WHAT YOU WILL DO
Set every entry down again precisely.

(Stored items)
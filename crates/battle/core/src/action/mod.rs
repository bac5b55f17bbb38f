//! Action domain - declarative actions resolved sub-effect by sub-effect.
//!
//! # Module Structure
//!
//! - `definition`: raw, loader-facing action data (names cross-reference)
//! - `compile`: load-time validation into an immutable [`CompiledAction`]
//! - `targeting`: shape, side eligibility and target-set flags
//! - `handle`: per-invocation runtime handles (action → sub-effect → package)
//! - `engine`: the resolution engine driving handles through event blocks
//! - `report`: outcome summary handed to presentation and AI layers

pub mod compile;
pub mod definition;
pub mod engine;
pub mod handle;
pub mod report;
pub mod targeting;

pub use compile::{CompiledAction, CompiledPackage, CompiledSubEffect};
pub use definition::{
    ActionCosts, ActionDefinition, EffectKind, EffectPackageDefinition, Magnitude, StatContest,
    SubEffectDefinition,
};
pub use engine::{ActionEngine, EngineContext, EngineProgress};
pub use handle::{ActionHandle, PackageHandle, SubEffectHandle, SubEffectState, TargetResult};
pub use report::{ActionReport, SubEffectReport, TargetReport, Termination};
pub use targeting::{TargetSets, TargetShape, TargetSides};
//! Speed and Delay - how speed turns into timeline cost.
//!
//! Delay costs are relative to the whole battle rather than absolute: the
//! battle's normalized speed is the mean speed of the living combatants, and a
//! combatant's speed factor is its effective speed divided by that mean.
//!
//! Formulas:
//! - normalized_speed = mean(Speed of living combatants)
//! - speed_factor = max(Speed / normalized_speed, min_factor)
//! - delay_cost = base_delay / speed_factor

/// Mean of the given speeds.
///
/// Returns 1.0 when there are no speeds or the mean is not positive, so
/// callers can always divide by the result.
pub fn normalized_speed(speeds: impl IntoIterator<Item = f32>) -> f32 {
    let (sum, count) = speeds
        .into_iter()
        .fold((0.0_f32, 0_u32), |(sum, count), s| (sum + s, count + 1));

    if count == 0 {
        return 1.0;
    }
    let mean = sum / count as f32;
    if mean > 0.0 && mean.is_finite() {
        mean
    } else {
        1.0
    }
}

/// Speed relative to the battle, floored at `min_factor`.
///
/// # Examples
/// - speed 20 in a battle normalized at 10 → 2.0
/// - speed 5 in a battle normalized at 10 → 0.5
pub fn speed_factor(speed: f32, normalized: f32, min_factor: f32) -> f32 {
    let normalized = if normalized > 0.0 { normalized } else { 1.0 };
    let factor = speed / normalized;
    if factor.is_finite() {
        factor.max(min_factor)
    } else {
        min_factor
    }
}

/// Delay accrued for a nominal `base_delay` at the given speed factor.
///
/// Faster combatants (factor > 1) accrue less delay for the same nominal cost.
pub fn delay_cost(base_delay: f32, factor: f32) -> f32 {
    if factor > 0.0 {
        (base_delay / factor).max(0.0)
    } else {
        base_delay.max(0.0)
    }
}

EXPECTED ANSWER
filename crates/battle/core/src/action/mod.rs
repository bac5b55f17bbb38f
//! Action domain - declarative actions resolved sub-effect by sub-effect.
//!
//! # Module Structure
//!
//! - `definition`: raw, loader-facing action data (names cross-reference)
//! - `compile`: load-time validation into an immutable [`CompiledAction`]
//! - `targeting`: shape, side eligibility and target-set flags
//! - `handle`: per-invocation runtime handles (action → sub-effect → package)
//! - `engine`: the resolution engine driving handles through event blocks
//! - `report`: outcome summary handed to presentation and AI layers

pub mod compile;
pub mod definition;
pub mod engine;
pub mod handle;
pub mod report;
pub mod targeting;

pub use compile::{CompiledAction, CompiledPackage, CompiledSubEffect};
pub use definition::{
    ActionCosts, ActionDefinition, EffectKind, EffectPackageDefinition, Magnitude, StatContest,
    SubEffectDefinition,
};
pub use engine::{ActionEngine, EngineContext, EngineProgress};
pub use handle::{ActionHandle, PackageHandle, SubEffectHandle, SubEffectState, TargetResult};
pub use report::{ActionReport, SubEffectReport, TargetReport, Termination};
pub use targeting::{TargetSets, TargetShape, TargetSides};
//! Speed and Delay - how speed turns into timeline cost.
//!
//! Delay costs are relative to the whole battle rather than absolute: the
//! battle's normalized speed is the mean speed of the living combatants, and a
//! combatant's speed factor is its effective speed divided by that mean.
//!
//! Formulas:
//! - normalized_speed = mean(Speed of living combatants)
//! - speed_factor = max(Speed / normalized_speed, min_factor)
//! - delay_cost = base_delay / speed_factor

/// Mean of the given speeds.
///
/// Returns 1.0 when there are no speeds or the mean is not positive, so
/// callers can always divide by the result.
pub fn normalized_speed(speeds: impl IntoIterator<Item = f32>) -> f32 {
    let (sum, count) = speeds
        .into_iter()
        .fold((0.0_f32, 0_u32), |(sum, count), s| (sum + s, count + 1));

    if count == 0 {
        return 1.0;
    }
    let mean = sum / count as f32;
    if mean > 0.0 && mean.is_finite() {
        mean
    } else {
        1.0
    }
}

/// Speed relative to the battle, floored at `min_factor`.
///
/// # Examples
/// - speed 20 in a battle normalized at 10 → 2.0
/// - speed 5 in a battle normalized at 10 → 0.5
pub fn speed_factor(speed: f32, normalized: f32, min_factor: f32) -> f32 {
    let normalized = if normalized > 0.0 { normalized } else { 1.0 };
    let factor = speed / normalized;
    if factor.is_finite() {
        factor.max(min_factor)
    } else {
        min_factor
    }
}

/// Delay accrued for a nominal `base_delay` at the given speed factor.
///
/// Faster combatants (factor > 1) accrue less delay for the same nominal cost.
pub fn delay_cost(base_delay: f32, factor: f32) -> f32 {
    if factor > 0.0 {
        (base_delay / factor).max(0.0)
    } else {
        base_delay.max(0.0)
    }
}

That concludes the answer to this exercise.